Later in the afternoon we were joined by an Israeli couple. Eran and Anna were heading up the Speargrass creek for Angelus Hut, hoping to make it there before dark.  Given it was close to 5pm and they had a fairly solid climb ahead of them in cold conditions, we advised them against the attempt.  They seemed happy with that, and we made some space for them amongst our clutter.

Eran and Anna
Eran and Anna

Eran and Anna, like almost every tramper you will meet, were lovely people.  We enjoyed hearing their answers to our questions about Israel, their religion and culture.

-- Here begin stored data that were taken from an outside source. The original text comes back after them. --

//! Self-contained SVG flame graph document
//!
//! ## Document Structure
//!
//! ```text
//! <svg>
//!   background rect
//!   title (16px) / subtitle (total samples, search hint)
//!   [legend]                           (differential graphs only)
//!   details line                       (updated on hover)
//!   <g><title>tooltip</title><rect class="frame"/><text>label</text></g>  × visible frames
//!   <script> hover highlight, Ctrl+F search dimming, Escape reset </script>
//! </svg>
//! ```
//!
//! Frame names are escaped before they are embedded. Output is a pure
//! function of the tree and options, so rendering twice gives identical
//! bytes.

use std::io::Write;

use super::color::{warm_color, Rgb, NEUTRAL_GRAY};
use super::layout::{compute_layout, fit_label, FrameRect, Layout, LayoutConfig};
use crate::aggregation::FrameTree;
use crate::domain::RenderError;

/// Opacity of frames that do not match a search
const DIMMED_OPACITY: &str = "0.3";

const SCRIPT: &str = r"<script type='text/javascript'><![CDATA[
(function() {
  var frames = document.querySelectorAll('.frame');
  var details = document.getElementById('details');
  function reset() { frames.forEach(function(f) { f.style.opacity = '1'; }); }
  frames.forEach(function(f) {
    f.style.cursor = 'pointer';
    f.addEventListener('mouseover', function() {
      f.style.stroke = '#000'; f.style.strokeWidth = '0.5';
      var t = f.parentNode.querySelector('title');
      if (t && details) details.textContent = t.textContent;
    });
    f.addEventListener('mouseout', function() {
      f.style.stroke = 'none';
      if (details) details.textContent = '';
    });
  });
  document.addEventListener('keydown', function(e) {
    if (e.ctrlKey && e.key === 'f') {
      e.preventDefault();
      var term = prompt('Search function name:');
      if (!term) { reset(); return; }
      term = term.toLowerCase();
      frames.forEach(function(f) {
        var t = f.parentNode.querySelector('title');
        var hit = t && t.textContent.toLowerCase().indexOf(term) >= 0;
        f.style.opacity = hit ? '1' : 'DIMMED';
      });
    }
    if (e.key === 'Escape') { reset(); }
  });
})();
]]></script>
";

/// Title and geometry of a rendered graph
#[derive(Debug, Clone, PartialEq)]
pub struct SvgOptions {
    pub title: String,
    pub layout: LayoutConfig,
}

impl Default for SvgOptions {
    fn default() -> Self {
        Self { title: "Flame Graph".to_string(), layout: LayoutConfig::default() }
    }
}

/// Escape the characters that are structural in XML
#[must_use]
pub fn escape_xml(text: &str) -> String {
    let mut escaped = String::with_capacity(text.len());
    for c in text.chars() {
        match c {
            '&' => escaped.push_str("&amp;"),
            '<' => escaped.push_str("&lt;"),
            '>' => escaped.push_str("&gt;"),
            '"' => escaped.push_str("&quot;"),
            '\'' => escaped.push_str("&apos;"),
            _ => escaped.push(c),
        }
    }
    escaped
}

/// Render a frame tree as an SVG flame graph
///
/// # Errors
/// - [`RenderError::NoSamples`] if the tree is empty
/// - [`RenderError::InvalidWidth`] for a canvas narrower than its margins
/// - [`RenderError::Io`] if writing fails
pub fn render_flamegraph<W: Write>(tree: &FrameTree, options: &SvgOptions, mut out: W) -> Result<(), RenderError> {
    let layout = compute_layout(tree, &options.layout)?;
    let total = tree.total_samples();

    let subtitle = format!("{total} samples. Ctrl+F to search, Esc to reset.");
    write_header(&mut out, &layout, &options.title, &subtitle)?;
    write_details(&mut out, &layout)?;

    for rect in &layout.rects {
        let node = tree.node(rect.id);
        let fill = if rect.depth == 0 { NEUTRAL_GRAY } else { warm_color(&node.name) };
        let self_share = if node.self_count > 0 {
            format!(", self: {:.1}%", percent(node.self_count, total))
        } else {
            String::new()
        };
        let tooltip =
            format!("{} ({} samples, {:.1}%{self_share})", node.name, node.inclusive, percent(node.inclusive, total));
        write_frame(&mut out, rect, &node.name, &tooltip, fill, &options.layout)?;
    }

    write_footer(&mut out)
}

/// [`render_flamegraph`] into a string
///
/// # Errors
/// As [`render_flamegraph`].
pub fn render_flamegraph_to_string(tree: &FrameTree, options: &SvgOptions) -> Result<String, RenderError> {
    let mut buffer = Vec::new();
    render_flamegraph(tree, options, &mut buffer)?;
    Ok(String::from_utf8_lossy(&buffer).into_owned())
}

/// `part` as a percentage of `whole`
#[allow(clippy::cast_precision_loss)]
pub(crate) fn percent(part: u64, whole: u64) -> f64 {
    if whole == 0 {
        0.0
    } else {
        100.0 * part as f64 / whole as f64
    }
}

pub(crate) fn write_header<W: Write, Id>(
    out: &mut W,
    layout: &Layout<Id>,
    title: &str,
    subtitle: &str,
) -> Result<(), RenderError> {
    let (width, height) = (layout.width, layout.height);
    let center = width / 2;
    writeln!(out, r#"<?xml version="1.0" standalone="no"?>"#)?;
    writeln!(
        out,
        r#"<svg xmlns="http://www.w3.org/2000/svg" width="{width}" height="{height}" viewBox="0 0 {width} {height}">"#
    )?;
    writeln!(out, r##"<rect width="100%" height="100%" fill="#f8f8f8" />"##)?;
    writeln!(
        out,
        r##"<text x="{center}" y="20" font-size="16" font-family="sans-serif" text-anchor="middle" fill="#333">{}</text>"##,
        escape_xml(title)
    )?;
    writeln!(
        out,
        r##"<text x="{center}" y="36" font-size="11" font-family="sans-serif" text-anchor="middle" fill="#888">{}</text>"##,
        escape_xml(subtitle)
    )?;
    Ok(())
}

pub(crate) fn write_details<W: Write, Id>(out: &mut W, layout: &Layout<Id>) -> Result<(), RenderError> {
    writeln!(
        out,
        r##"<text id="details" x="4" y="{}" font-size="11" font-family="monospace" fill="#333"></text>"##,
        layout.height.saturating_sub(6)
    )?;
    Ok(())
}

pub(crate) fn write_frame<W: Write, Id>(
    out: &mut W,
    rect: &FrameRect<Id>,
    name: &str,
    tooltip: &str,
    fill: Rgb,
    config: &LayoutConfig,
) -> Result<(), RenderError> {
    let row_height = config.row_height;
    writeln!(out, "<g>")?;
    writeln!(out, "<title>{}</title>", escape_xml(tooltip))?;
    writeln!(
        out,
        r#"<rect x="{:.1}" y="{:.1}" width="{:.1}" height="{}" fill="{fill}" rx="1" ry="1" class="frame" />"#,
        rect.x,
        rect.y,
        rect.width,
        row_height.saturating_sub(1)
    )?;
    if let Some(label) = fit_label(name, rect.width, config) {
        writeln!(
            out,
            r##"<text x="{:.1}" y="{:.1}" font-size="{}" font-family="monospace" fill="#000">{}</text>"##,
            rect.x + 3.0,
            rect.y + f64::from(row_height) - 4.0,
            config.font_size,
            escape_xml(&label)
        )?;
    }
    writeln!(out, "</g>")?;
    Ok(())
}

pub(crate) fn write_footer<W: Write>(out: &mut W) -> Result<(), RenderError> {
    out.write_all(SCRIPT.replace("DIMMED", DIMMED_OPACITY).as_bytes())?;
    writeln!(out, "</svg>")?;
    out.flush()?;
    Ok(())
}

And in return, they quizzed us for advice on what adventures New Zealand has to offer.

Later that evening Eran and Anna taught us an intriguing card game called ‘fool’.  Apparently the game is of Russian origin and is quite popular in Israel.  None of us had heard of it before, but very much enjoyed learning the subtleties of the new game.  After playing cards we had a shared dessert.  Chocolate mudcake provided by the Moa Hunters, and cheesecake by Eran and Anna.

Day 5

Monday 24th February – Speargrass hut to Road end
Frost melt drips off the roof of Speargrass hut
Frost melt drips off the roof of Speargrass hut
Paul at the helm of a gas burner.
Paul at the helm of a gas burner.

Given the light day ahead of us, we were up and about surprisingly bright and early.  Not long after 7am Paul had porridge heating, and even Chris was beginning to stir in his sleeping bag.

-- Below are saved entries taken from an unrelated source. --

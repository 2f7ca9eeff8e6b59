//! Frame Tree Builder: folded stacks → weighted call tree
//!
//! ## Structure
//!
//! Nodes live in an arena (`Vec<FrameNode>`) and are addressed by
//! [`NodeId`]; the root is always `NodeId(0)`. Each node maps child names
//! to ids in a `BTreeMap`, which gives exact, case-sensitive lookup and
//! name-sorted iteration for deterministic layout.
//!
//! ## Counting
//!
//! Inserting a path with count `n` adds `n` to the inclusive count of the
//! root and of every node along the path, and to the self count of the
//! last node only. So for every node:
//!
//! ```text
//! inclusive == self + sum(child.inclusive)
//! ```
//!
//! ## Child Cap
//!
//! A parent holds at most `max_children` distinctly named children. Names
//! arriving after the cap is reached are folded into one `[other]` child
//! (created past the cap if needed) and the rest of their path continues
//! beneath it. Counts are never lost; a warning is logged once per parent.

use log::warn;
use std::collections::BTreeMap;

use super::folded::FoldedStacks;

/// Name of the root node
pub const ROOT_NAME: &str = "root";

/// Name of the child collecting names past the per-parent cap
pub const OVERFLOW_NAME: &str = "[other]";

/// Tree-building limits
#[derive(Debug, Clone, Copy, PartialEq, Eq)]
pub struct TreeConfig {
    /// Maximum distinct children per node before collapsing into `[other]`
    pub max_children: usize,
}

impl Default for TreeConfig {
    fn default() -> Self {
        Self { max_children: 512 }
    }
}

/// Index of a node in its [`FrameTree`]
#[derive(Debug, Clone, Copy, PartialEq, Eq, Hash, PartialOrd, Ord)]
pub struct NodeId(usize);

#[derive(Debug, Clone)]
pub struct FrameNode {
    pub name: String,
    /// Samples in this frame or any descendant
    pub inclusive: u64,
    /// Samples with this frame as the leaf
    pub self_count: u64,
    /// Distance from the root (root is 0)
    pub depth: usize,
    children: BTreeMap<String, NodeId>,
    overflowed: bool,
}

impl FrameNode {
    fn new(name: String, depth: usize) -> Self {
        Self { name, inclusive: 0, self_count: 0, depth, children: BTreeMap::new(), overflowed: false }
    }

    /// Children ids in name order
    pub fn children(&self) -> impl Iterator<Item = NodeId> + '_ {
        self.children.values().copied()
    }

    #[must_use]
    pub fn child_count(&self) -> usize {
        self.children.len()
    }

    #[must_use]
    pub fn is_leaf(&self) -> bool {
        self.children.is_empty()
    }
}

#[derive(Debug, Clone)]
pub struct FrameTree {
    nodes: Vec<FrameNode>,
    config: TreeConfig,
    max_depth: usize,
    overflowed_parents: usize,
}

impl FrameTree {
    #[must_use]
    pub fn new(config: TreeConfig) -> Self {
        Self {
            nodes: vec![FrameNode::new(ROOT_NAME.to_string(), 0)],
            config,
            max_depth: 0,
            overflowed_parents: 0,
        }
    }

    /// Build a tree from a complete folded profile
    #[must_use]
    pub fn from_folded(folded: &FoldedStacks, config: TreeConfig) -> Self {
        let mut tree = Self::new(config);
        for stack in folded.iter() {
            tree.insert(stack.frames(), stack.count);
        }
        tree
    }

    /// Add `count` observations of a root-first path
    ///
    /// Empty paths and zero counts are ignored.
    pub fn insert<I, S>(&mut self, path: I, count: u64)
    where
        I: IntoIterator<Item = S>,
        S: AsRef<str>,
    {
        if count == 0 {
            return;
        }

        let root = self.root();
        let mut current = root;
        for name in path {
            current = self.find_or_create_child(current, name.as_ref());
            self.nodes[current.0].inclusive += count;
        }
        if current == root {
            return;
        }

        self.nodes[root.0].inclusive += count;
        self.nodes[current.0].self_count += count;
    }

    fn find_or_create_child(&mut self, parent: NodeId, name: &str) -> NodeId {
        if let Some(&id) = self.nodes[parent.0].children.get(name) {
            return id;
        }

        let name = if self.nodes[parent.0].children.len() >= self.config.max_children {
            let node = &mut self.nodes[parent.0];
            if !node.overflowed {
                node.overflowed = true;
                self.overflowed_parents += 1;
                warn!(
                    "Frame '{}' has more than {} distinct children; collapsing the rest into {OVERFLOW_NAME}",
                    node.name, self.config.max_children
                );
            }
            if let Some(&id) = self.nodes[parent.0].children.get(OVERFLOW_NAME) {
                return id;
            }
            OVERFLOW_NAME
        } else {
            name
        };

        let depth = self.nodes[parent.0].depth + 1;
        let id = NodeId(self.nodes.len());
        self.nodes.push(FrameNode::new(name.to_string(), depth));
        self.nodes[parent.0].children.insert(name.to_string(), id);
        self.max_depth = self.max_depth.max(depth);
        id
    }

    #[must_use]
    pub fn root(&self) -> NodeId {
        NodeId(0)
    }

    #[must_use]
    pub fn node(&self, id: NodeId) -> &FrameNode {
        &self.nodes[id.0]
    }

    /// Node reached by following a root-first path of names
    #[must_use]
    pub fn find(&self, path: &[&str]) -> Option<&FrameNode> {
        let mut current = self.root();
        for name in path {
            current = *self.node(current).children.get(*name)?;
        }
        Some(self.node(current))
    }

    /// Root inclusive count
    #[must_use]
    pub fn total_samples(&self) -> u64 {
        self.node(self.root()).inclusive
    }

    /// Depth of the deepest node (0 for a root-only tree)
    #[must_use]
    pub fn max_depth(&self) -> usize {
        self.max_depth
    }

    /// Number of nodes including the root
    #[must_use]
    pub fn len(&self) -> usize {
        self.nodes.len()
    }

    #[must_use]
    pub fn is_empty(&self) -> bool {
        self.total_samples() == 0
    }

    /// Parents whose children were collapsed into `[other]`
    #[must_use]
    pub fn overflowed_parents(&self) -> usize {
        self.overflowed_parents
    }

    /// Check `inclusive == self + sum(children)` on every node
    #[must_use]
    pub fn is_consistent(&self) -> bool {
        self.nodes.iter().all(|node| {
            let children: u64 = node.children().map(|id| self.node(id).inclusive).sum();
            node.inclusive == node.self_count + children
        })
    }
}

impl Default for FrameTree {
    fn default() -> Self {
        Self::new(TreeConfig::default())
    }
}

Overnight the temperature had dropped, and under a brilliant blue morning sky  there was a hint of a frost in the air.  We spent the next hour unhurriedly packing and tidying the hut ready for the next arrivals. Eran and Anna said their goodbyes and set off up the valley together.

By 9.30am we had everything packed and were assembled outside the hut for the usual group photos.  The early morning sun was already quite hot and sunblock was slapped on a few noses. We we were pleased to know from our trusty topomap that most of the days walk would be in the shade of the beech forest that clads much of the Nelson Lakes ranges.

Mighty Moa Hunter Chris in front of Speargrass hut.
Mighty Moa Hunter Chris in front of Speargrass hut.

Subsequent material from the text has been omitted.